On its earnings call, Lisle, Illinois-based truck manufacturer Navistar (NYSE: NAV) walked through its earnings outperformance and provided some highlights on the business and its increased guidance.
The medium- and heavy-duty truck manufacturer reported that adjusted net income increased 57 percent year-over-year to $105 million in its fiscal second quarter 2019 compared to $67 million in the prior year comparable period.
NAV’s adjusted results exclude the company’s $159 million class action settlement. On May 30, 2019, NAV agreed to settle class action complaints over defective MaxxForce engines and recorded a $159 million charge against second quarter earnings for settlement payouts as well as pending lawsuits not included in the settlement agreement.
NAV raised its earnings guidance for fiscal 2019. Management said that the guidance raise is based on strong industry conditions. Management now expects 2019 full-year retail deliveries of Class 6-8 trucks and buses in the U.S. and Canada to be 425,000 to 445,000 units. The company is calling for Class 8 retail deliveries in the 290,000 to 310,000 range, which is in-line with ACT Research’s 2019 forecast for 306,000 units.
NAV raised its fiscal 2019 revenue guidance range to $11.25 billion to $11.75 billion ($0.5 billion higher on each end of the range) and adjusted EBITDA expectation to $875 million to $925 million ($25 million higher on each end of the range). Management said that higher gross margins will lead to improved EBITDA margins in the second half of 2019 compared to the first half.
Management said that its new guidance does not include the potential impact from tariffs that may be implemented on goods crossing the Mexican border. Mexico represents approximately two-thirds of NAV’s total truck manufacturing capacity. Further, management said that they expect 2020 to be another good year, but again excluded potential tariffs on Mexico from this assessment.
On the call, management provided additional color on its new guidance. Management said that orders are down more than 60 percent and that its total backlog is down more than 22 percent, but that the company is taking market share in new orders placed. They said that they are still seeing large fleets buying equipment. Even those fleets that purchased heavily in the second half of 2018’s record freight demand environment are inquiring about production plans in the back-half of 2019.

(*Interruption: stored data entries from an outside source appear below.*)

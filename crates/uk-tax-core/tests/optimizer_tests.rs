use pretty_assertions::assert_eq;
use rust_decimal::Decimal;
use rust_decimal_macros::dec;
use serde_json::json;
use uk_tax_core::corporation_tax::compute_corporation_tax;
use uk_tax_core::dividend_tax::compute_dividend_tax;
use uk_tax_core::income_tax::compute_income_tax;
use uk_tax_core::national_insurance::compute_national_insurance;
use uk_tax_core::optimizer::{
    optimize, Archetype, ArchetypeAnalysis, OptimizeRequest, OptimizerSettings, Priority, ProfitMethod,
    TaxpayerFacts,
};
use uk_tax_core::{TaxError, TaxYearSchedule};

/// 2025/26 constants, except that the small profits rate covers profits up
/// to £100,000 (fraction chosen so the relief band stays continuous).
fn small_profits_schedule() -> TaxYearSchedule {
    let mut params = TaxYearSchedule::uk_2025_26().params().clone();
    params.corporation_tax.lower_limit = dec!(100_000);
    params.corporation_tax.marginal_relief_fraction = dec!(0.04);
    TaxYearSchedule::new(params).unwrap()
}

fn run(archetype: &str, facts: serde_json::Value, schedule: &TaxYearSchedule) -> uk_tax_core::ComputationOutput<uk_tax_core::optimizer::OptimizationOutput> {
    let facts = TaxpayerFacts::from_json(archetype, &facts).unwrap();
    optimize(&facts, schedule, &OptimizerSettings::default()).unwrap()
}

// ===========================================================================
// Scenario A: director
// ===========================================================================

#[test]
fn test_director_current_equals_sum_of_engines() {
    let s = small_profits_schedule();
    assert!(s.marginal_relief_is_continuous());
    let out = run(
        "director",
        json!({"salary": 30000, "dividends": 20000, "company_profit": 60000, "pension_contribution": 0}),
        &s,
    )
    .result;

    let it = compute_income_tax(dec!(30_000), &s).unwrap().result.income_tax;
    let ni = compute_national_insurance(dec!(30_000), &s, false).unwrap().result.contribution;
    let div = compute_dividend_tax(dec!(20_000), dec!(30_000), &s).unwrap().result.dividend_tax;
    let ct = compute_corporation_tax(dec!(60_000), &s).unwrap().result.tax;
    assert_eq!(ct, dec!(11_400));
    assert_eq!(out.current.total_tax, it + ni + div + ct);
    assert_eq!(out.current.total_tax, dec!(17_986.65));

    assert!(out.optimal.total_tax <= out.current.total_tax);
    assert_eq!(out.saving, out.current.total_tax - out.optimal.total_tax);
    assert_eq!(out.archetype, Archetype::Director);
}

#[test]
fn test_director_recommendations_ranked() {
    let out = run(
        "director",
        json!({"salary": 30000, "dividends": 20000, "company_profit": 60000}),
        &TaxYearSchedule::default(),
    )
    .result;
    let priorities: Vec<Priority> = out.recommendations.iter().map(|r| r.priority).collect();
    let mut sorted = priorities.clone();
    sorted.sort();
    assert_eq!(priorities, sorted);
    assert_eq!(out.recommendations[0].strategy, "Optimise salary/dividend split");
}

// ===========================================================================
// Scenario B: sole trader
// ===========================================================================

#[test]
fn test_sole_trader_small_income_uses_trading_allowance() {
    let out = run(
        "sole_trader",
        json!({"trading_income": 800, "expenses": 0}),
        &TaxYearSchedule::default(),
    )
    .result;
    match &out.analysis {
        ArchetypeAnalysis::SoleTrader(a) => {
            assert_eq!(a.selected_method, ProfitMethod::TradingAllowance);
            assert_eq!(a.taxable_profit, Decimal::ZERO);
        }
        other => panic!("unexpected analysis {other:?}"),
    }
    assert_eq!(out.optimal.candidate.trading_profit, Decimal::ZERO);
}

// ===========================================================================
// Scenario C: landlord
// ===========================================================================

#[test]
fn test_landlord_small_rent_uses_property_allowance() {
    let out = run(
        "landlord",
        json!({"rental_income": 2000, "mortgage_interest": 0, "other_expenses": 0}),
        &TaxYearSchedule::default(),
    )
    .result;
    match &out.analysis {
        ArchetypeAnalysis::Landlord(a) => {
            assert!(a.use_property_allowance);
            assert_eq!(a.taxable_income, dec!(1_000));
        }
        other => panic!("unexpected analysis {other:?}"),
    }
}

// ===========================================================================
// Company owner and validation
// ===========================================================================

#[test]
fn test_company_owner_negative_saving_is_reported() {
    // Extracting all profit as dividends costs more than the modest current draw.
    let out = run(
        "company_owner",
        json!({"company_profit": 200000, "salary": 12570, "dividends": 10000}),
        &TaxYearSchedule::default(),
    );
    assert!(out.result.saving < Decimal::ZERO);
    assert!(out.warnings.iter().any(|w| w.contains("more tax")));
}

#[test]
fn test_request_parsing_with_schedule_override() {
    let schedule = serde_json::to_value(TaxYearSchedule::uk_2024_25()).unwrap();
    let req = OptimizeRequest::from_json(&json!({
        "archetype": "director",
        "salary": 12570,
        "dividends": 0,
        "company_profit": 30000,
        "schedule": schedule
    }))
    .unwrap();
    assert_eq!(req.schedule.label(), "2024/25");
    let out = optimize(&req.facts, &req.schedule, &req.settings).unwrap();
    match out.result.analysis {
        ArchetypeAnalysis::Director(a) => {
            // (12,570 - 9,100) * 13.8% = 478.86
            assert_eq!(a.employer_ni_optimal, dec!(478.86));
        }
        other => panic!("unexpected analysis {other:?}"),
    }
}

#[test]
fn test_negative_facts_rejected_before_computation() {
    let err = TaxpayerFacts::from_json(
        "director",
        &json!({"salary": -1, "dividends": 0, "company_profit": 0}),
    )
    .unwrap_err();
    assert_eq!(
        err,
        TaxError::InvalidInput {
            field: "salary".into(),
            reason: "must be non-negative, got -1".into(),
        }
    );
}

#[test]
fn test_missing_required_field_rejected() {
    let err = TaxpayerFacts::from_json("director", &json!({"salary": 1, "dividends": 0})).unwrap_err();
    assert_eq!(err.field(), Some("company_profit"));
}

#[test]
fn test_optimize_is_repeatable() {
    let facts = TaxpayerFacts::from_json(
        "landlord",
        &json!({"rental_income": 25000, "mortgage_interest": 6000, "other_expenses": 3000, "number_of_properties": 4, "other_income": 45000}),
    )
    .unwrap();
    let s = TaxYearSchedule::default();
    let settings = OptimizerSettings::default();
    let a = optimize(&facts, &s, &settings).unwrap().result;
    let b = optimize(&facts, &s, &settings).unwrap().result;
    assert_eq!(a, b);
}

Further, management said that they are taking market share in new orders without sacrificing price. Pricing is up 1 to 2 percent across all vehicle types and they believe that future pricing increases will continue to outpace materials costs for the rest of the year. Additionally, they said that day sales inventory on-hand, which measures total inventory throughout Navistar and its dealers, is 84 days, which is at the low-end of its historical range of 80 to 120 days.
NAV reported increased market share across all vehicle types. Additionally, they said that the feedback on its newest line of trucks has been positive. Management said that on-board recorded data, as well as data from its dealers, on more than 400,000 trucks shows that the new line is performing well.
“In the second half, we believe our growth in market share will translate to improved revenues and gross margins that will generate higher adjusted EBITDA margins than in the first half. Our marketplace progress, which has delivered our strongest backlog this decade, provides confidence that both 2019 and 2020 will be good years for Navistar,” said Navistar’s Chairman, President and Chief Executive Officer Troy A. Clarke.
NAV reported a 24 percent increase in revenue to $3 billion in the period, with higher Class 6-8 trucks and bus sales in the United States and Canada being the primary driver. Adjusted earnings before interest, taxes, depreciation and amortization (EBITDA) increased 23 percent to $224 million.
NAV has recently been mentioned in the news as a potential acquisition target of Volkswagen AG (U.S. OTC: VLKAF). On June 3, 2019 Volkswagen announced that the company plans to move forward with the initial public offering of its heavy-truck division, TRATON SE, as part of its effort to restructure assets and raise capital. TRATON owns 16.8 percent of Navistar.
Shares of NAV were up as much as 9 percent on the earnings report.